In Brazil my stipend had been raised, and we managed a little better for a while. Things went reasonably, until in the north-east of Brazil I paid a visit to Dom Hélder Câmara, the Archbishop of Recife, who is ‘in quarantine’. He agreed to meet me later that day at the archbishop’s palace. Suddenly, I was summoned to the president of the EMPETUR (the state tourist bureau of Pernambuco) and told my programme was cancelled. ‘Such a person’, he said to a colleague, ‘must not be allowed to visit Dom Hélder. The man has worked a whole year in Czechoslovakia. He has been to the Soviet Union by invitation. He has come from Cuba. He has been to China.’ I hadn’t been to China. I had told a train-enthusiast employee of EMPETUR that once you could go all the way to Peking by train. UNESCO, I murmured. But it was no good. It was the day that the hostages for the kidnapped American ambassador had arrived in Havana and sworn to return to Brazil armed for the struggle. The army had been jumpy all day. ‘The war is against the people,’ explained a poet. Ambassador Elbrick had been kidnapped the day I flew from Rio to Bahía, and when I made my contact in the Afro-Oriental Institute, he said, ‘It’s the CIA. Brazilians could never plan anything like that.’ I began to see what he meant after two weeks, when my promised programme of Afro-Brazilian attractions had not materialised. I ran out of money, waiting. UNESCO, UNESCO, I murmured to EMPETUR. That made matters worse, I was later told by a monk when, being again penniless, I had sought refuge in a monastery. ‘In Latin America,’ he said, ‘UNESCO is highly suspect. The Americans think that there is too much European influence and so restrict its activity. I had two friends who did literary campaign work. They were paid and told to do nothing.’ I was glad to hear that they had been paid. I was having some difficulty. But as a UNESCO Fellow I did have one invitation to eat from a UNESCO expert, a Canadian, and his wife. When the wife heard that we had just been in Cuba, the flesh between her bikini shook and she said, ‘Everybody in the world knows that North America has the best food in the whole world.’ Then she said, ‘
When they start getting their filthy communist literature translated into French and putting it for sale in Canada …’ She tailed off and sighed, ‘How awful it must be not to feel free.’ And as an afterthought and a warning, I thought, to me she said, ‘In UNESCO we just do a job and never meddle in politics. We have no political opinions.’ ‘Of course,’ I said. Then, changing the distasteful subject, she went on to speak of what she felt she lacked in Brazil. ‘I lack bilberries. I lack gooseberries. I lack loganberries.’ ‘But fruit is plentiful.’ ‘Have you tasted the apples?’ she shouted back. We preferred to rely on monks and nuns. Habitless now, radical, they lead dangerous lives. Their hero is Dom Hélder, whom I was prevented from seeing, whose house has been often machine-gunned, and their martyr is the young Padre Henrique, who chose to work among the students of the north-east and was found with bullet holes in his head, the nails broken off his fingers, cord marks round his throat and wrists. His funeral all but provoked a violent confrontation between the military and the radical church. As I was seen off on my way to Brasilia, two nuns listed the terrible diseases prevalent in the north-east and concluded, ‘But the worst disease here is hunger.’

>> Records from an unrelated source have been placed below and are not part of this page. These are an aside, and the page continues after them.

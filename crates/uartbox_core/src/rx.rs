//! Receive engine.
//!
//! The RX pin passes a two-stage synchronizer. A falling edge on an armed,
//! enabled receiver starts a frame; the start bit is confirmed half a bit
//! period later and every following bit is sampled at its midpoint. The
//! receiver disarms after a framing error and re-arms once the line has been
//! seen high again, so a line held low never produces a stream of frames.

use uartbox_common::frame::{DATA_BITS, IDLE_LEVEL, START_LEVEL, STOP_LEVEL};

use crate::timing::BitTimer;

/// Clocks at the end of a bit window that take part in the majority vote.
const MAJORITY_WINDOW: u16 = 3;

/// How a data or stop bit is resolved. Latched at frame start.
#[derive(Copy, Clone, Debug, Eq, PartialEq, Default)]
pub enum SampleMode {
    /// Take the line level at the bit midpoint.
    #[default]
    Midpoint,
    /// Majority of the three clocks ending at the bit midpoint.
    Majority,
}

#[derive(Copy, Clone, Debug, Eq, PartialEq, Default)]
pub enum RxState {
    #[default]
    Idle,
    /// Falling edge seen, waiting for the start bit midpoint.
    StartDetect,
    /// Waiting for the midpoint of data bit `n`.
    Sampling(u8),
    StopCheck,
    /// Byte committed on the previous edge; lasts one clock.
    Ready,
}

/// Inputs sampled on one clock edge.
#[derive(Copy, Clone, Debug, Eq, PartialEq, Default)]
pub struct RxInput {
    /// Gate for new frames. Frames already in flight always complete.
    pub enable: bool,
    /// Raw (unsynchronized) RX pin.
    pub line: bool,
    pub mode: SampleMode,
    /// Clocks per bit for a frame starting on this edge.
    pub divider: u16,
    /// Read strobe: clears the ready interrupt and error flags.
    pub read: bool,
}

#[derive(Copy, Clone, Debug, Eq, PartialEq, Default)]
pub struct RxOutput {
    /// Received byte register.
    pub data: u8,
    /// Receive-ready interrupt.
    pub ready: bool,
    pub framing_error: bool,
    pub overrun: bool,
}

#[derive(Copy, Clone, Debug, Eq, PartialEq)]
pub struct RxEngine {
    state: RxState,
    sync: [bool; 2],
    armed: bool,
    timer: BitTimer,
    mode: SampleMode,
    votes: u8,
    shadow: u8,
    data: u8,
    ready: bool,
    framing_error: bool,
    overrun: bool,
}

impl Default for RxEngine {
    fn default() -> Self {
        Self {
            state: RxState::Idle,
            // Reset low: arming needs a real high level on the pin.
            sync: [START_LEVEL; 2],
            armed: false,
            timer: BitTimer::default(),
            mode: SampleMode::default(),
            votes: 0,
            shadow: 0,
            data: 0,
            ready: false,
            framing_error: false,
            overrun: false,
        }
    }
}

impl RxEngine {
    #[inline]
    pub fn state(&self) -> RxState {
        self.state
    }

    #[inline]
    pub fn data(&self) -> u8 {
        self.data
    }

    #[inline]
    pub fn is_armed(&self) -> bool {
        self.armed
    }

    pub fn output(&self) -> RxOutput {
        RxOutput {
            data: self.data,
            ready: self.ready,
            framing_error: self.framing_error,
            overrun: self.overrun,
        }
    }

    /// Transition function for one clock edge. `self` is left untouched; the
    /// caller commits the returned state.
    pub fn step(&self, input: &RxInput) -> (Self, RxOutput) {
        let mut next = *self;
        let line = self.sync[1];
        next.sync = [input.line, self.sync[0]];

        if input.read {
            next.ready = false;
            next.framing_error = false;
            next.overrun = false;
        }

        match self.state {
            RxState::Idle | RxState::Ready => {
                next.state = RxState::Idle;
                if line == IDLE_LEVEL {
                    next.armed = true;
                } else if self.armed && input.enable {
                    next.armed = false;
                    next.timer = BitTimer::started(input.divider);
                    next.mode = input.mode;
                    next.state = RxState::StartDetect;
                }
            }
            RxState::StartDetect => {
                next.timer.advance();
                if next.timer.count() >= next.timer.half() {
                    if line == START_LEVEL {
                        next.timer.restart();
                        next.votes = 0;
                        next.shadow = 0;
                        next.state = RxState::Sampling(0);
                    } else {
                        log::debug!("rx: start bit glitch rejected");
                        next.armed = true;
                        next.state = RxState::Idle;
                    }
                }
            }
            RxState::Sampling(bit) => {
                if let Some(level) = next.sample(line) {
                    next.shadow |= (level as u8) << bit;
                    next.state = if usize::from(bit) + 1 < DATA_BITS {
                        RxState::Sampling(bit + 1)
                    } else {
                        RxState::StopCheck
                    };
                }
            }
            RxState::StopCheck => {
                if let Some(level) = next.sample(line) {
                    if level == STOP_LEVEL {
                        if next.ready {
                            log::warn!(
                                "rx: overrun, byte {:#04x} replaced before it was read",
                                next.data
                            );
                            next.overrun = true;
                        }
                        next.data = next.shadow;
                        next.ready = true;
                        next.state = RxState::Ready;
                        log::debug!("rx: received {:#04x}", next.data);
                    } else {
                        log::warn!("rx: framing error, dropping {:#04x}", next.shadow);
                        next.framing_error = true;
                        next.state = RxState::Idle;
                    }
                }
            }
        }

        if next.state != self.state {
            log::trace!("rx: {:?} -> {:?}", self.state, next.state);
        }

        (next, next.output())
    }

    /// Advance the bit timer by one clock and resolve the bit on the clock
    /// that ends the window.
    fn sample(&mut self, line: bool) -> Option<bool> {
        let voting = self.timer.remaining() <= MAJORITY_WINDOW;
        let tick = self.timer.advance();
        if voting && line {
            self.votes += 1;
        }
        if !tick {
            return None;
        }
        let level = match self.mode {
            SampleMode::Midpoint => line,
            SampleMode::Majority => self.votes >= 2,
        };
        self.votes = 0;
        Some(level)
    }
}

In Brasilia my first human contact was with Terezinha, a little girl of five whose family, six in all, were living under the fancy exit ramp of the National Theatre. It met the ground at an angle like a bushman’s windbreak. It had the advantage of being near the bus station, where they could get water, and being near the foyer, where Terezinha could hold her lice-ridden two-year-old sister up to the playgoers, coming out of The Devil Is a Woman, and beg for centavos. Culture. The ‘C’ of my incantation, UNESCO, was the half-open womb I had to huddle into. In UNESCO we do our job and don’t meddle in politics. My job was culture. I looked at the brave new architecture, the flat-topped pyramid of the National Theatre, with Terezinha’s family flopped at the bottom like broken-backed Aztec sacrifices. I looked at the architecture. The CHEs, seven storeys high, that they had in the Plaza de la Revolution in Havana would do even better in Brasilia.